### Problem statement
Retype, without any change, the first line of the records and every line after it through the one containing "use std::str::FromStr;".

BEGIN

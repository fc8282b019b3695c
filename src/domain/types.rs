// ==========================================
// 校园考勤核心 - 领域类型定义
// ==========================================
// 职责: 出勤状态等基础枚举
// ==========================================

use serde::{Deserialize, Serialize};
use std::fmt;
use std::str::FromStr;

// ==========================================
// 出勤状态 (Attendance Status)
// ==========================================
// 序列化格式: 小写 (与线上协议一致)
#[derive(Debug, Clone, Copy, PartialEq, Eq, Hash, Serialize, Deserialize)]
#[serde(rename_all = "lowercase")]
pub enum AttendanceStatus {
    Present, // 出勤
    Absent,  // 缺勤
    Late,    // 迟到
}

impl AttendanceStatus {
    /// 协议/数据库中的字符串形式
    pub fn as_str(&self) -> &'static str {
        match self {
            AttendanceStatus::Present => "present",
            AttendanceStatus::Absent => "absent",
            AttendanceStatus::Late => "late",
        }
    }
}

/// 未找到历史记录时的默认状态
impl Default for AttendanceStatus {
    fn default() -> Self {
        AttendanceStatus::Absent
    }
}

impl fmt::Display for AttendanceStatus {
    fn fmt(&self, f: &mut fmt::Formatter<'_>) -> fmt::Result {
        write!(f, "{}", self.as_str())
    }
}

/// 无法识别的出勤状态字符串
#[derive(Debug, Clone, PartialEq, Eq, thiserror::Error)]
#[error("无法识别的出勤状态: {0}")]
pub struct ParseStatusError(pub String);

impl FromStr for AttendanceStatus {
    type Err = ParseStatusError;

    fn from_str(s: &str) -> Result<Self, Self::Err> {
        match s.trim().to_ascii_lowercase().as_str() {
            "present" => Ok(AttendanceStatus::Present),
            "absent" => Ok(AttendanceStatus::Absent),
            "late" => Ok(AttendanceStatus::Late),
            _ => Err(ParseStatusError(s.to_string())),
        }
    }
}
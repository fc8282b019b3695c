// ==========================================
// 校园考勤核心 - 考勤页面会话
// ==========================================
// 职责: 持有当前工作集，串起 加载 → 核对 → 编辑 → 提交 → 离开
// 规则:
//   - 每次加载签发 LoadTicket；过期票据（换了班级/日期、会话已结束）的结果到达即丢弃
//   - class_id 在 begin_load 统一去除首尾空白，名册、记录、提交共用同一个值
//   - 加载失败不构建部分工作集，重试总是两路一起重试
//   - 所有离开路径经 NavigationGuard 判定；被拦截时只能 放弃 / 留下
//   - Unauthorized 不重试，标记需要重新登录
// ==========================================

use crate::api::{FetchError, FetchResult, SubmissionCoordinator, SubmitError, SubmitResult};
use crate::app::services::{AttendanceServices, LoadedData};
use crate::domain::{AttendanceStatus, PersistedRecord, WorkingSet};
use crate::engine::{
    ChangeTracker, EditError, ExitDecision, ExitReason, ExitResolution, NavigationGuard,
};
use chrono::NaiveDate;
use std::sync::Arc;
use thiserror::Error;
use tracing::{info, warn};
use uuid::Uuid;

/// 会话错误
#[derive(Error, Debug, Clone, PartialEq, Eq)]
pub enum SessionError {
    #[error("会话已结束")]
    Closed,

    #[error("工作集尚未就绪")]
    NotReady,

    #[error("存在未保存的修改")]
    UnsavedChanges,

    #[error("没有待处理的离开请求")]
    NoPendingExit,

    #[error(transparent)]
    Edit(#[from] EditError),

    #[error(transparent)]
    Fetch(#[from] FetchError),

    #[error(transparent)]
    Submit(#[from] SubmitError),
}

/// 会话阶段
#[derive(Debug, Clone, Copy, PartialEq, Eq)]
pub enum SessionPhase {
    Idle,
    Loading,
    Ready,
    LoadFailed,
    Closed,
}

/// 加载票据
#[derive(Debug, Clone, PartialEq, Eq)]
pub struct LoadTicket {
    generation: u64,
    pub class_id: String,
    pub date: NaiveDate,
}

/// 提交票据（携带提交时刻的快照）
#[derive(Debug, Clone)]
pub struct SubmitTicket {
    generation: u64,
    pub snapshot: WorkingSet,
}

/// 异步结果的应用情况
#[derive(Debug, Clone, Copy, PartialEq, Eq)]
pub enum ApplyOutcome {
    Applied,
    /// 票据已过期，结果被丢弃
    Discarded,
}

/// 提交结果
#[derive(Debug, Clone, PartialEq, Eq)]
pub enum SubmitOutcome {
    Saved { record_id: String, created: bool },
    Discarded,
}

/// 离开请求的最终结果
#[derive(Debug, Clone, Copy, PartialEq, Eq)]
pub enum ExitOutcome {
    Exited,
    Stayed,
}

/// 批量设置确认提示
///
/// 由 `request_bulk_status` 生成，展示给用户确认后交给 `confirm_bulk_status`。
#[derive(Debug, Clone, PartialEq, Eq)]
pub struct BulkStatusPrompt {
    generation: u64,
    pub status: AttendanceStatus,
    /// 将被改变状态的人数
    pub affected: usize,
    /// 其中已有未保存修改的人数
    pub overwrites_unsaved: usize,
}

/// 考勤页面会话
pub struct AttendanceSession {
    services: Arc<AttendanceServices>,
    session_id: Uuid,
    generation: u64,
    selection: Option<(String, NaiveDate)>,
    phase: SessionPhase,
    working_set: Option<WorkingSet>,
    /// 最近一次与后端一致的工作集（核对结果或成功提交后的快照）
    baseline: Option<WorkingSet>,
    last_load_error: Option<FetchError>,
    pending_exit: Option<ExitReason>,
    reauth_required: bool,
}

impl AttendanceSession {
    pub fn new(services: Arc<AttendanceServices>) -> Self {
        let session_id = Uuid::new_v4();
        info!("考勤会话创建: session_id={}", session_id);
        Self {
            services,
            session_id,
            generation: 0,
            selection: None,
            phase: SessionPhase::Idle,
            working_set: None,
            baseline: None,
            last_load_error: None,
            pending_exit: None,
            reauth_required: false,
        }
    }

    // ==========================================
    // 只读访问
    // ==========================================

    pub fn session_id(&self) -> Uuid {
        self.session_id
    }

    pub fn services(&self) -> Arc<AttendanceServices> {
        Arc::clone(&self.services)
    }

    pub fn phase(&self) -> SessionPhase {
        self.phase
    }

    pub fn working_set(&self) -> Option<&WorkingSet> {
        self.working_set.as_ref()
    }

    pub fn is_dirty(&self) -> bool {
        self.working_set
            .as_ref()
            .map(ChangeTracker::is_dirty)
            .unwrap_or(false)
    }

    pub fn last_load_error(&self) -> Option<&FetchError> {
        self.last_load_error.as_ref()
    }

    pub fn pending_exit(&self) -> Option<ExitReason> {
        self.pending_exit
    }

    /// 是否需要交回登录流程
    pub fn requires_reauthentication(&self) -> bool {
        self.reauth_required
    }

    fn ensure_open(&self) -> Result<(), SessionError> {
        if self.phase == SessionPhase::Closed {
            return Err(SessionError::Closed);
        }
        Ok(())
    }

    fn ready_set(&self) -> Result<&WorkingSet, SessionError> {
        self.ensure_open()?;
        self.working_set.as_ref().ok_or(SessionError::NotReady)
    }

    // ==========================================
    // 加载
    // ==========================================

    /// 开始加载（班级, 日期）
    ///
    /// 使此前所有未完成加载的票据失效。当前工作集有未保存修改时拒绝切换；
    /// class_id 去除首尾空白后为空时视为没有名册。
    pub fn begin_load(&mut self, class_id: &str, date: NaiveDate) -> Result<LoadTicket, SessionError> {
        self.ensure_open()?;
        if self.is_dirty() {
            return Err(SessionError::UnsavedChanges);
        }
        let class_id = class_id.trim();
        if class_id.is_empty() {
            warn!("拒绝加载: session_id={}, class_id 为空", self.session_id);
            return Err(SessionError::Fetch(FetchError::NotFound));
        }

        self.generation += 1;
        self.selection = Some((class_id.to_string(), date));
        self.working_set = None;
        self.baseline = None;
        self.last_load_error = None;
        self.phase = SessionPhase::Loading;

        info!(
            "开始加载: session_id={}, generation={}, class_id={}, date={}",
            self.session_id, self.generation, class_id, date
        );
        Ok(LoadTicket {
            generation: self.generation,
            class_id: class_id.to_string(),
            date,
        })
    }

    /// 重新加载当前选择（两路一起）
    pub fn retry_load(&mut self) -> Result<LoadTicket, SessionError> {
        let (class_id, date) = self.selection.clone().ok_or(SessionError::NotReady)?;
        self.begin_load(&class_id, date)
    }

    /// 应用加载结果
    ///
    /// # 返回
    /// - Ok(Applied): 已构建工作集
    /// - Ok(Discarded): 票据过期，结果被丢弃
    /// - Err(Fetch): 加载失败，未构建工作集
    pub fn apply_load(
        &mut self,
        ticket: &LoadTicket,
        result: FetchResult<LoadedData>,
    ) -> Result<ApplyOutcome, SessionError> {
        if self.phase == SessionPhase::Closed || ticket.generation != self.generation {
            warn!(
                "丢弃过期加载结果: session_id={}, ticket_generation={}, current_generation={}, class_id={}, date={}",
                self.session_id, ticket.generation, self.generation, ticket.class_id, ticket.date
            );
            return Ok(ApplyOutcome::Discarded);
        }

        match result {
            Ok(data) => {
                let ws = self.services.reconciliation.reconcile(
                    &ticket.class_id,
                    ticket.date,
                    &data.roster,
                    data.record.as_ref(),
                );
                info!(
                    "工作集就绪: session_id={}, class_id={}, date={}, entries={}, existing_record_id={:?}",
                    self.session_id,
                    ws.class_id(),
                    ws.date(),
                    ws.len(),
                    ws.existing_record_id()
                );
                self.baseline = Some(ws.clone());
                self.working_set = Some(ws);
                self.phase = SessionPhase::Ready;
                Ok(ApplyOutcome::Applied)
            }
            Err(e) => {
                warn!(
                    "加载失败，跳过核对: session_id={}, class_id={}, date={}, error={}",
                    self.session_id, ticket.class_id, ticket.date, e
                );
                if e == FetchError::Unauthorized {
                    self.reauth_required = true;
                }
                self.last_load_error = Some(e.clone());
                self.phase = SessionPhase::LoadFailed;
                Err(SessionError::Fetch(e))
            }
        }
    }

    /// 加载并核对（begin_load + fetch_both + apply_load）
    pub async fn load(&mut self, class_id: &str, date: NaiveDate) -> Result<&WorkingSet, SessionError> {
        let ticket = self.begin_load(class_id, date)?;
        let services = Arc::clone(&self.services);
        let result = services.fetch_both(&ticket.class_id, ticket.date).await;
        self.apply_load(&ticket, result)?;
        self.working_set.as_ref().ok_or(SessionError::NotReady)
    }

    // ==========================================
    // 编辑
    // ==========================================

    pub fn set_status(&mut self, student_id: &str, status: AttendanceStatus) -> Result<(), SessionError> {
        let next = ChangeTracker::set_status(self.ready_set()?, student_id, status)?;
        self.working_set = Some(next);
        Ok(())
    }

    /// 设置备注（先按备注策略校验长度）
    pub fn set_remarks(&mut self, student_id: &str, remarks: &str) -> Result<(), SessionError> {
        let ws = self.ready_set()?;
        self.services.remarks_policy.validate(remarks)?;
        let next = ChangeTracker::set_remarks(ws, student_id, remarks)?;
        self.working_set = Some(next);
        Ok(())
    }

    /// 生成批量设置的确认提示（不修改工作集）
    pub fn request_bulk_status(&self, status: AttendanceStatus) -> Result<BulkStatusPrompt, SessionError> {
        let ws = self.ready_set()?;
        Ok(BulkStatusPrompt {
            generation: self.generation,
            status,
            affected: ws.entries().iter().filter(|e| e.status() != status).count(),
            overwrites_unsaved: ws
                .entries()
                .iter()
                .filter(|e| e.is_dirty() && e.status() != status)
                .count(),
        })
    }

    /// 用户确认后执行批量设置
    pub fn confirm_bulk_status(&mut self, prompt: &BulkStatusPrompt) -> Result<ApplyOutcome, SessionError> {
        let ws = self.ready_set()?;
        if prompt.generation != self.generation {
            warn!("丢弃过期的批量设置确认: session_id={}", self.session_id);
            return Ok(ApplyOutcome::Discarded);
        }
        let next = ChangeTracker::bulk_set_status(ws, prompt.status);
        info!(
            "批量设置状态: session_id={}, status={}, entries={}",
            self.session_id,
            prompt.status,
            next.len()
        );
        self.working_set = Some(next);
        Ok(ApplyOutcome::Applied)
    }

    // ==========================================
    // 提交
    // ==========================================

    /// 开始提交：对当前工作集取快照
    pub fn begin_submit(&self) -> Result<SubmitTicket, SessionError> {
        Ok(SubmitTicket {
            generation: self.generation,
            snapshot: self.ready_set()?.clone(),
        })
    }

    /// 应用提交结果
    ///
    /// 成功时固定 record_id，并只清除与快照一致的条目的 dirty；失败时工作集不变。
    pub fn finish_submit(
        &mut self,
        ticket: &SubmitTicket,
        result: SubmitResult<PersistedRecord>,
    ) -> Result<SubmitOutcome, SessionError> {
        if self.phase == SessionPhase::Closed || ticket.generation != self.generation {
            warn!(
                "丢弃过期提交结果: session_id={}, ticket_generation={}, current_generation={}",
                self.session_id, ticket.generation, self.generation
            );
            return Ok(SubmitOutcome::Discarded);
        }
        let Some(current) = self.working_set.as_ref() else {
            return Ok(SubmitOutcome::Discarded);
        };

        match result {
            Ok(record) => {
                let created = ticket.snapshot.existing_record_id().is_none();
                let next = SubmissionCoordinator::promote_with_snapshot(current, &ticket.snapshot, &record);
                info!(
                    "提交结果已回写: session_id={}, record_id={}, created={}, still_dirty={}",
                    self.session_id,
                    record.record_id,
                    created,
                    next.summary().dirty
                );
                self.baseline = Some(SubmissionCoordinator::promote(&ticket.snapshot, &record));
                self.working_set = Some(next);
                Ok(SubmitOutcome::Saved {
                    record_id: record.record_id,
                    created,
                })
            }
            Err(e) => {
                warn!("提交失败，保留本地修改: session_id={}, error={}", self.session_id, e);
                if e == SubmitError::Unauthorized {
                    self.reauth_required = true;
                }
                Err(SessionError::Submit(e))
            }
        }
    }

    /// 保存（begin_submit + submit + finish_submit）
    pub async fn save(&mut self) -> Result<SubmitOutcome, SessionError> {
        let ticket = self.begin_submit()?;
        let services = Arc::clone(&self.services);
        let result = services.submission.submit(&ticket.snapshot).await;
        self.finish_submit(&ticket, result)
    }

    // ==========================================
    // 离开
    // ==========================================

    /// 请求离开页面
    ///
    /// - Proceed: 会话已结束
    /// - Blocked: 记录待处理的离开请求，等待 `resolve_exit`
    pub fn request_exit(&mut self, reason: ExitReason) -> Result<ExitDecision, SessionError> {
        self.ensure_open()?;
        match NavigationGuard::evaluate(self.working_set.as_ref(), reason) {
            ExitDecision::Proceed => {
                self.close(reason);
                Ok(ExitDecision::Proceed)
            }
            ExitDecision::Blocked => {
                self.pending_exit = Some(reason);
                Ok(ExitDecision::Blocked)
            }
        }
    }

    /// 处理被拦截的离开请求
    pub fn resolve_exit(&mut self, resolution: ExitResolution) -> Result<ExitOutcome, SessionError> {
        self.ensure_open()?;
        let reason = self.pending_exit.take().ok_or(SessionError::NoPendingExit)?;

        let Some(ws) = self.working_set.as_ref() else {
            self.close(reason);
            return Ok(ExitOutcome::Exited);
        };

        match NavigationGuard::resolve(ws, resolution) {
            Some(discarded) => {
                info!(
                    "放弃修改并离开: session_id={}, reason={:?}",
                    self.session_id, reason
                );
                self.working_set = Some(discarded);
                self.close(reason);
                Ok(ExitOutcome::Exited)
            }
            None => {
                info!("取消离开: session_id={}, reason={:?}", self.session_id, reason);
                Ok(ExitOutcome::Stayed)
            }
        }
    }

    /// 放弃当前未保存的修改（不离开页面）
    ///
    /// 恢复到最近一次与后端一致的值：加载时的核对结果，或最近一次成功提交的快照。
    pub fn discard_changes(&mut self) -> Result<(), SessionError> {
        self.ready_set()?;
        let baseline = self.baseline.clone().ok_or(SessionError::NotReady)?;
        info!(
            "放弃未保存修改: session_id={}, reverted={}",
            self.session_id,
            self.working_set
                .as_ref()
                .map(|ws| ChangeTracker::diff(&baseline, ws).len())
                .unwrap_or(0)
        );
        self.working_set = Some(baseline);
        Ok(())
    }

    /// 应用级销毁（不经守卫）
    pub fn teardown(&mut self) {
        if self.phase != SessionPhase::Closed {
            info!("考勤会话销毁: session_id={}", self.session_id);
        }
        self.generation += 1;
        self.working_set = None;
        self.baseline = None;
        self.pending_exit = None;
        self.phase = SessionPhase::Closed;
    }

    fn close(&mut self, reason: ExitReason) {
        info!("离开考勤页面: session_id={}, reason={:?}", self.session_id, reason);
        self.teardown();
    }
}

END

### Your response
repository fc8282b019b3695c
filename src/domain/types.rs
// ==========================================
// 校园考勤核心 - 领域类型定义
// ==========================================
// 职责: 出勤状态等基础枚举
// ==========================================

use serde::{Deserialize, Serialize};
use std::fmt;
use std::str::FromStr;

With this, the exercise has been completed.